I was cranky. I didn't sleep much _again_ last night.

I couldn't understand why. That frustrated me the most.

I gave up on sleep after 3am. I kicked the blankets back and decided on a book, a glass of wine and a bath. It sometimes helped me relax after a big day.

I grabbed a book and my wine and laid back against the cold porcelain as the bath filled up. I took a few sips of my wine and tried to focus on the words on the page in front of me. I re-read the same line 5 times. In frustration, I threw the book to the ground and rested my head back against the tiles.

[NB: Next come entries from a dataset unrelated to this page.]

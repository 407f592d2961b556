//! Reference-mode storage for Strata.
//!
//! A reference-mode store keeps a logical collection (or singleton) of whole
//! entities as two separately replicated parts: a container store holding a
//! CRDT of lightweight [`Reference`]s, and a backing store holding the
//! entities themselves, addressed by id and versioned independently.
//!
//! # Layers
//!
//! - [`bridging`] -- translation between entity-valued and reference-valued
//!   models and operations
//! - [`MessageQueue`] -- per-store mailbox that orders messages from proxies,
//!   the container store and the backing store
//! - [`SendQueue`] -- outbound FIFO whose items wait on backing-store versions
//! - [`ReferenceModeStore`] -- the store proxies talk to
//!
//! # Collaborators
//!
//! - [`ContainerStore`] / [`InMemoryContainerStore`]
//! - [`BackingStore`] / [`InMemoryBackingStore`]
//!
//! # Design Rules
//!
//! 1. An entity is written to the backing store before any reference to it
//!    enters the container store.
//! 2. A proxy never receives a reference whose entity the backing store does
//!    not yet hold at the referenced version; the send waits instead.
//! 3. CRDT math stays synchronous. Version lookups happen in the bridging
//!    layer, before a container op is built.
//! 4. A merge result only expressible as a fast-forward cannot be bridged and
//!    fails with [`RefModeError::UnsupportedFastForward`].

pub mod backing;
pub mod bridging;
pub mod config;
pub mod container;
pub mod data;
pub mod entity;
pub mod error;
pub mod message;
pub mod queue;
pub mod send_queue;
pub mod store;

// Re-export primary types at crate root for ergonomic imports.
pub use backing::{
    BackingMessage, BackingNotification, BackingOp, BackingRecord, BackingStore,
    InMemoryBackingStore,
};
pub use bridging::{BridgingData, BridgingOperation, ItemVersionGetter};
pub use config::StoreConfig;
pub use container::{ContainerNotification, ContainerStore, InMemoryContainerStore};
pub use data::{
    ContainerData, ContainerOp, HasKind, RefModeStoreData, RefModeStoreOp, RefModeStoreOutput,
    StoreKind,
};
pub use entity::{FieldValue, RawEntity, Reference, UNINITIALIZED_TIMESTAMP};
pub use error::{RefModeError, RefModeResult};
pub use message::{ContainerMessage, ProxyId, ProxyMessage, RefModeMessage};
pub use queue::{Message, MessageHandler, MessageQueue, Payload, WeakMessageQueue};
pub use send_queue::{Hold, SendQueue};
pub use store::ReferenceModeStore;
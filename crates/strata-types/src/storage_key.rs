//! Storage addresses.
//!
//! A [`StorageKey`] is written `protocol://location`. A
//! [`ReferenceModeStorageKey`] pairs the address of a backing (content) store
//! with the address of a structure store, written as
//! `reference-mode://{backing}{storage}` where each embedded key doubles any
//! literal `{` or `}` it contains.

use std::fmt;
use std::iter::Peekable;
use std::str::{Chars, FromStr};

use serde::{Deserialize, Serialize};

use crate::error::TypeError;

/// Protocol name of reference-mode storage keys.
pub const REFERENCE_MODE_PROTOCOL: &str = "reference-mode";

const PROTOCOL_SEPARATOR: &str = "://";

/// Address of a single store.
#[derive(Clone, PartialEq, Eq, Hash, PartialOrd, Ord, Serialize, Deserialize)]
pub struct StorageKey {
    protocol: String,
    location: String,
}

impl StorageKey {
    /// Create a storage key, validating the protocol name.
    ///
    /// Protocols are non-empty and consist of lowercase ASCII letters, digits
    /// and `-`.
    pub fn new(
        protocol: impl Into<String>,
        location: impl Into<String>,
    ) -> Result<Self, TypeError> {
        let protocol = protocol.into();
        let location = location.into();
        validate_protocol(&protocol).map_err(|reason| TypeError::InvalidStorageKey {
            key: format!("{protocol}{PROTOCOL_SEPARATOR}{location}"),
            reason,
        })?;
        Ok(Self { protocol, location })
    }

    /// Parse a `protocol://location` string.
    pub fn parse(key: &str) -> Result<Self, TypeError> {
        let (protocol, location) =
            key.split_once(PROTOCOL_SEPARATOR)
                .ok_or_else(|| TypeError::InvalidStorageKey {
                    key: key.to_string(),
                    reason: "missing '://' separator".into(),
                })?;
        Self::new(protocol, location)
    }

    pub fn protocol(&self) -> &str {
        &self.protocol
    }

    pub fn location(&self) -> &str {
        &self.location
    }

    /// A key addressing a child of this location.
    pub fn child_with_component(&self, component: &str) -> Self {
        let location = if self.location.is_empty() {
            component.to_string()
        } else {
            format!("{}/{component}", self.location.trim_end_matches('/'))
        };
        Self {
            protocol: self.protocol.clone(),
            location,
        }
    }

    /// This key, escaped for embedding inside another key.
    pub fn embed(&self) -> String {
        self.to_string().replace('{', "{{").replace('}', "}}")
    }
}

impl fmt::Debug for StorageKey {
    fn fmt(&self, f: &mut fmt::Formatter<'_>) -> fmt::Result {
        write!(f, "StorageKey({self})")
    }
}

impl fmt::Display for StorageKey {
    fn fmt(&self, f: &mut fmt::Formatter<'_>) -> fmt::Result {
        write!(f, "{}{PROTOCOL_SEPARATOR}{}", self.protocol, self.location)
    }
}

impl FromStr for StorageKey {
    type Err = TypeError;

    fn from_str(s: &str) -> Result<Self, Self::Err> {
        Self::parse(s)
    }
}

fn validate_protocol(protocol: &str) -> Result<(), String> {
    if protocol.is_empty() {
        return Err("protocol must not be empty".into());
    }
    if let Some(ch) = protocol
        .chars()
        .find(|c| !(c.is_ascii_lowercase() || c.is_ascii_digit() || *c == '-'))
    {
        return Err(format!("protocol contains forbidden character: {ch:?}"));
    }
    Ok(())
}

/// Address of a reference-mode store: a backing (content) store holding whole
/// records plus a structure store holding references to them.
#[derive(Clone, PartialEq, Eq, Hash, Serialize, Deserialize)]
pub struct ReferenceModeStorageKey {
    backing_key: StorageKey,
    storage_key: StorageKey,
}

impl ReferenceModeStorageKey {
    /// Pair a backing key with a structure key.
    ///
    /// Both keys must use the same protocol.
    pub fn new(backing_key: StorageKey, storage_key: StorageKey) -> Result<Self, TypeError> {
        if backing_key.protocol() != storage_key.protocol() {
            return Err(TypeError::ProtocolMismatch {
                backing: backing_key.protocol().to_string(),
                storage: storage_key.protocol().to_string(),
            });
        }
        Ok(Self {
            backing_key,
            storage_key,
        })
    }

    /// Parse `reference-mode://{backing}{storage}`.
    pub fn parse(key: &str) -> Result<Self, TypeError> {
        let outer = StorageKey::parse(key)?;
        if outer.protocol() != REFERENCE_MODE_PROTOCOL {
            return Err(TypeError::InvalidStorageKey {
                key: key.to_string(),
                reason: format!("expected protocol {REFERENCE_MODE_PROTOCOL:?}"),
            });
        }
        let embedded = extract_embedded_keys(outer.location()).map_err(|reason| {
            TypeError::InvalidStorageKey {
                key: key.to_string(),
                reason,
            }
        })?;
        if embedded.len() != 2 {
            return Err(TypeError::EmbeddedKeyCount {
                key: key.to_string(),
                found: embedded.len(),
            });
        }
        let backing_key = StorageKey::parse(&embedded[0])?;
        let storage_key = StorageKey::parse(&embedded[1])?;
        Self::new(backing_key, storage_key)
    }

    /// Key of the store holding whole records.
    pub fn backing_key(&self) -> &StorageKey {
        &self.backing_key
    }

    /// Key of the store holding references.
    pub fn storage_key(&self) -> &StorageKey {
        &self.storage_key
    }

    /// A key whose structure store is a child of this one; the backing store
    /// is shared.
    pub fn child_with_component(&self, component: &str) -> Self {
        Self {
            backing_key: self.backing_key.clone(),
            storage_key: self.storage_key.child_with_component(component),
        }
    }
}

impl fmt::Debug for ReferenceModeStorageKey {
    fn fmt(&self, f: &mut fmt::Formatter<'_>) -> fmt::Result {
        write!(f, "ReferenceModeStorageKey({self})")
    }
}

impl fmt::Display for ReferenceModeStorageKey {
    fn fmt(&self, f: &mut fmt::Formatter<'_>) -> fmt::Result {
        write!(
            f,
            "{REFERENCE_MODE_PROTOCOL}{PROTOCOL_SEPARATOR}{{{}}}{{{}}}",
            self.backing_key.embed(),
            self.storage_key.embed()
        )
    }
}

impl FromStr for ReferenceModeStorageKey {
    type Err = TypeError;

    fn from_str(s: &str) -> Result<Self, Self::Err> {
        Self::parse(s)
    }
}

/// Split `{a}{b}...` into its unescaped components.
fn extract_embedded_keys(body: &str) -> Result<Vec<String>, String> {
    let mut chars = body.chars().peekable();
    let mut keys = Vec::new();
    while let Some(ch) = chars.next() {
        if ch != '{' {
            return Err(format!("unexpected character {ch:?} outside an embedded key"));
        }
        keys.push(read_embedded_key(&mut chars)?);
    }
    Ok(keys)
}

fn read_embedded_key(chars: &mut Peekable<Chars<'_>>) -> Result<String, String> {
    let mut key = String::new();
    loop {
        match chars.next() {
            None => return Err("unterminated embedded key".into()),
            Some('{') => {
                if chars.next_if_eq(&'{').is_none() {
                    return Err("unescaped '{' inside an embedded key".into());
                }
                key.push('{');
            }
            Some('}') => {
                if chars.next_if_eq(&'}').is_none() {
                    return Ok(key);
                }
                key.push('}');
            }
            Some(other) => key.push(other),
        }
    }
}
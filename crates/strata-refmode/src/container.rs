//! The container ("structure") store: a reference-valued CRDT shared by
//! every reference-mode store writing to the same key.

use std::sync::Mutex;

use async_trait::async_trait;
use strata_crdt::{CrdtError, CrdtModel, CrdtSet, CrdtSingleton};
use strata_types::StorageKey;
use tokio::sync::broadcast;
use tracing::debug;
use uuid::Uuid;

use crate::data::{ContainerData, ContainerOp, HasKind, StoreKind};
use crate::entity::Reference;
use crate::error::{RefModeError, RefModeResult};
use crate::message::{ContainerMessage, ProxyMessage};

/// A change applied to the container, tagged with the writer that made it.
#[derive(Clone, Debug)]
pub struct ContainerNotification {
    pub writer: Uuid,
    pub message: ContainerMessage,
}

/// Storage for the reference-valued model of a reference-mode store.
#[async_trait]
pub trait ContainerStore: Send + Sync {
    fn storage_key(&self) -> &StorageKey;

    fn kind(&self) -> StoreKind;

    /// A copy of the current model.
    async fn local_data(&self) -> ContainerData;

    /// Apply a message on behalf of `writer`.
    ///
    /// Returns `false` if any operation was rejected; operations before the
    /// rejected one stay applied.
    async fn on_proxy_message(
        &self,
        message: ContainerMessage,
        writer: Uuid,
    ) -> RefModeResult<bool>;

    /// Changes applied by any writer, including the subscriber itself.
    fn subscribe(&self) -> broadcast::Receiver<ContainerNotification>;
}

enum ContainerModel {
    Set(CrdtSet<Reference>),
    Singleton(CrdtSingleton<Reference>),
}

impl ContainerModel {
    fn new(kind: StoreKind) -> Self {
        match kind {
            StoreKind::Collection => Self::Set(CrdtSet::new()),
            StoreKind::Singleton => Self::Singleton(CrdtSingleton::new()),
        }
    }

    fn data(&self) -> ContainerData {
        match self {
            Self::Set(set) => ContainerData::Set(set.data()),
            Self::Singleton(singleton) => ContainerData::Singleton(singleton.data()),
        }
    }

    fn apply(&mut self, op: &ContainerOp) -> RefModeResult<bool> {
        match (self, op) {
            (Self::Set(set), ContainerOp::Set(op)) => Ok(set.apply_operation(op)?),
            (Self::Singleton(singleton), ContainerOp::Singleton(op)) => {
                Ok(singleton.apply_operation(op)?)
            }
            (model, op) => Err(wrong_kind(model.kind(), op.kind())),
        }
    }

    /// Merge `data` in, returning whether the local model changed.
    fn merge(&mut self, data: &ContainerData) -> RefModeResult<bool> {
        let changed = match (self, data) {
            (Self::Set(set), ContainerData::Set(data)) => {
                !set.merge(data)?.model_change.is_empty()
            }
            (Self::Singleton(singleton), ContainerData::Singleton(data)) => {
                !singleton.merge(data)?.model_change.is_empty()
            }
            (model, data) => return Err(wrong_kind(model.kind(), data.kind())),
        };
        Ok(changed)
    }

    fn kind(&self) -> StoreKind {
        match self {
            Self::Set(_) => StoreKind::Collection,
            Self::Singleton(_) => StoreKind::Singleton,
        }
    }
}

fn wrong_kind(expected: StoreKind, found: StoreKind) -> RefModeError {
    CrdtError::WrongKind {
        expected: expected.as_str(),
        found: found.as_str(),
    }
    .into()
}

/// CRDT-backed [`ContainerStore`] held in memory.
pub struct InMemoryContainerStore {
    storage_key: StorageKey,
    kind: StoreKind,
    model: Mutex<ContainerModel>,
    sender: broadcast::Sender<ContainerNotification>,
}

impl InMemoryContainerStore {
    pub fn new(storage_key: StorageKey, kind: StoreKind, capacity: usize) -> Self {
        let (sender, _) = broadcast::channel(capacity.max(1));
        Self {
            storage_key,
            kind,
            model: Mutex::new(ContainerModel::new(kind)),
            sender,
        }
    }

    fn notify(&self, writer: Uuid, message: ContainerMessage) {
        let kind = message.kind_name();
        if self
            .sender
            .send(ContainerNotification { writer, message })
            .is_err()
        {
            debug!(%writer, kind, "no container store subscribers");
        }
    }
}

#[async_trait]
impl ContainerStore for InMemoryContainerStore {
    fn storage_key(&self) -> &StorageKey {
        &self.storage_key
    }

    fn kind(&self) -> StoreKind {
        self.kind
    }

    async fn local_data(&self) -> ContainerData {
        self.model.lock().expect("lock poisoned").data()
    }

    async fn on_proxy_message(
        &self,
        message: ContainerMessage,
        writer: Uuid,
    ) -> RefModeResult<bool> {
        let message = message.sanitize(self.kind)?;
        match message {
            ProxyMessage::Operations { operations, id } => {
                let (applied, accepted) = {
                    let mut model = self.model.lock().expect("lock poisoned");
                    let mut applied = Vec::with_capacity(operations.len());
                    let mut accepted = true;
                    for op in operations {
                        if !model.apply(&op)? {
                            accepted = false;
                            break;
                        }
                        applied.push(op);
                    }
                    (applied, accepted)
                };
                if !accepted {
                    debug!(%writer, applied = applied.len(), "container rejected operation");
                }
                if !applied.is_empty() {
                    self.notify(writer, ProxyMessage::Operations {
                        operations: applied,
                        id,
                    });
                }
                Ok(accepted)
            }
            ProxyMessage::ModelUpdate { model: incoming, id } => {
                let merged = {
                    let mut model = self.model.lock().expect("lock poisoned");
                    model.merge(&incoming)?.then(|| model.data())
                };
                if let Some(merged) = merged {
                    self.notify(writer, ProxyMessage::ModelUpdate { model: merged, id });
                }
                Ok(true)
            }
            ProxyMessage::SyncRequest { .. } => {
                Err(RefModeError::UnexpectedSyncRequest("container"))
            }
        }
    }

    fn subscribe(&self) -> broadcast::Receiver<ContainerNotification> {
        self.sender.subscribe()
    }
}

#[cfg(test)]
mod tests {
    use strata_crdt::{SetData, SetOperation, SingletonOperation, VersionMap};

    use super::*;

    fn store(kind: StoreKind) -> InMemoryContainerStore {
        let key = StorageKey::new("ramdisk", "container").unwrap();
        InMemoryContainerStore::new(key, kind, 16)
    }

    fn reference(id: &str) -> Reference {
        let key = StorageKey::new("ramdisk", "backing").unwrap();
        Reference::new(id, key, VersionMap::from([("w", 1)]))
    }

    fn add(id: &str, version: u64) -> ContainerOp {
        ContainerOp::Set(SetOperation::Add {
            actor: "me".into(),
            clock: VersionMap::from([("me", version)]),
            added: reference(id),
        })
    }

    fn operations(operations: Vec<ContainerOp>, id: Option<u32>) -> ContainerMessage {
        ProxyMessage::Operations { operations, id }
    }

    #[tokio::test]
    async fn operations_apply_and_notify() {
        let store = store(StoreKind::Collection);
        let mut rx = store.subscribe();
        let writer = Uuid::new_v4();

        let ok = store
            .on_proxy_message(operations(vec![add("a", 1), add("b", 2)], Some(1)), writer)
            .await
            .unwrap();
        assert!(ok);
        assert_eq!(store.local_data().await.values().len(), 2);

        let note = rx.recv().await.unwrap();
        assert_eq!(note.writer, writer);
        assert!(matches!(
            note.message,
            ProxyMessage::Operations { ref operations, id: Some(1) } if operations.len() == 2
        ));
    }

    #[tokio::test]
    async fn rejected_operation_keeps_applied_prefix() {
        let store = store(StoreKind::Collection);
        let ok = store
            .on_proxy_message(operations(vec![add("a", 1), add("b", 5)], None), Uuid::new_v4())
            .await
            .unwrap();
        assert!(!ok);
        let data = store.local_data().await;
        assert_eq!(data.values().keys().collect::<Vec<_>>(), vec!["a"]);
    }

    #[tokio::test]
    async fn model_update_merges() {
        let store = store(StoreKind::Singleton);
        let mut rx = store.subscribe();
        let mut values = std::collections::BTreeMap::new();
        values.insert(
            "a".to_string(),
            strata_crdt::DataValue::new(reference("a"), VersionMap::from([("them", 1)])),
        );
        let data = SetData::new(VersionMap::from([("them", 1)]), values);
        let incoming = ContainerData::Singleton(data);

        let update = ProxyMessage::ModelUpdate {
            model: incoming.clone(),
            id: None,
        };
        assert!(store.on_proxy_message(update.clone(), Uuid::new_v4()).await.unwrap());
        assert_eq!(store.local_data().await, incoming);
        assert!(rx.recv().await.is_ok());

        // Merging the same model again changes nothing and stays quiet.
        assert!(store.on_proxy_message(update, Uuid::new_v4()).await.unwrap());
        assert!(rx.try_recv().is_err());
    }

    #[tokio::test]
    async fn wrong_kind_is_rejected() {
        let store = store(StoreKind::Singleton);
        let err = store
            .on_proxy_message(operations(vec![add("a", 1)], None), Uuid::new_v4())
            .await
            .unwrap_err();
        assert!(matches!(err, RefModeError::Crdt(CrdtError::WrongKind { .. })));

        let clear = ContainerOp::Singleton(SingletonOperation::Clear {
            actor: "me".into(),
            clock: VersionMap::new(),
        });
        assert!(store
            .on_proxy_message(operations(vec![clear], None), Uuid::new_v4())
            .await
            .unwrap());
    }

    #[tokio::test]
    async fn sync_requests_are_not_served() {
        let store = store(StoreKind::Collection);
        let err = store
            .on_proxy_message(ProxyMessage::SyncRequest { id: Some(1) }, Uuid::new_v4())
            .await
            .unwrap_err();
        assert!(matches!(err, RefModeError::UnexpectedSyncRequest("container")));
    }
}
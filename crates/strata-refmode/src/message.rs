use serde::{Deserialize, Serialize};
use strata_crdt::CrdtError;

use crate::data::{
    ContainerData, ContainerOp, HasKind, RefModeStoreData, RefModeStoreOp, StoreKind,
};
use crate::error::RefModeResult;

/// Identifier a store hands out to each registered proxy.
pub type ProxyId = u32;

/// Message exchanged between a store and a proxy (or between stores).
#[derive(Clone, Debug, PartialEq, Eq, Serialize, Deserialize)]
pub enum ProxyMessage<D, O> {
    /// Replace (merge) the receiver's model with this one.
    ModelUpdate { model: D, id: Option<ProxyId> },
    /// Apply these operations in order.
    Operations {
        operations: Vec<O>,
        id: Option<ProxyId>,
    },
    /// Send back the current model.
    SyncRequest { id: Option<ProxyId> },
}

impl<D, O> ProxyMessage<D, O> {
    /// The proxy the message originated from, if any.
    pub fn id(&self) -> Option<ProxyId> {
        match self {
            Self::ModelUpdate { id, .. }
            | Self::Operations { id, .. }
            | Self::SyncRequest { id } => *id,
        }
    }

    pub fn kind_name(&self) -> &'static str {
        match self {
            Self::ModelUpdate { .. } => "model-update",
            Self::Operations { .. } => "operations",
            Self::SyncRequest { .. } => "sync-request",
        }
    }
}

/// Messages between a reference-mode store and its proxies.
pub type RefModeMessage = ProxyMessage<RefModeStoreData, RefModeStoreOp>;

/// Messages between a reference-mode store and its container store.
pub type ContainerMessage = ProxyMessage<ContainerData, ContainerOp>;

impl<D: HasKind, O: HasKind> ProxyMessage<D, O> {
    /// Check that this message addresses a store of `kind`.
    ///
    /// A model or operation of the other kind is a model error.
    pub fn sanitize(self, kind: StoreKind) -> RefModeResult<Self> {
        match &self {
            Self::ModelUpdate { model, .. } => check_kind(kind, model.kind())?,
            Self::Operations { operations, .. } => {
                for op in operations {
                    check_kind(kind, op.kind())?;
                }
            }
            Self::SyncRequest { .. } => {}
        }
        Ok(self)
    }
}

pub(crate) fn check_kind(expected: StoreKind, found: StoreKind) -> Result<(), CrdtError> {
    if expected != found {
        return Err(CrdtError::WrongKind {
            expected: expected.as_str(),
            found: found.as_str(),
        });
    }
    Ok(())
}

Half an hour later I was officially a prune and over the whole trying to get relaxed theme.

I dressed in my workout gear and went into the spare room. I grabbed my iPod, since it was only 4am, my stereo would have to remain off.

A steady rock beat drummed through my ears, as my feet started pounding on the treadmill.

An hour later, lost in my own world of thoughts, I was still running. I wondered if anyone else ever willed their brains to just shut off, to stop ticking over. Just for a while.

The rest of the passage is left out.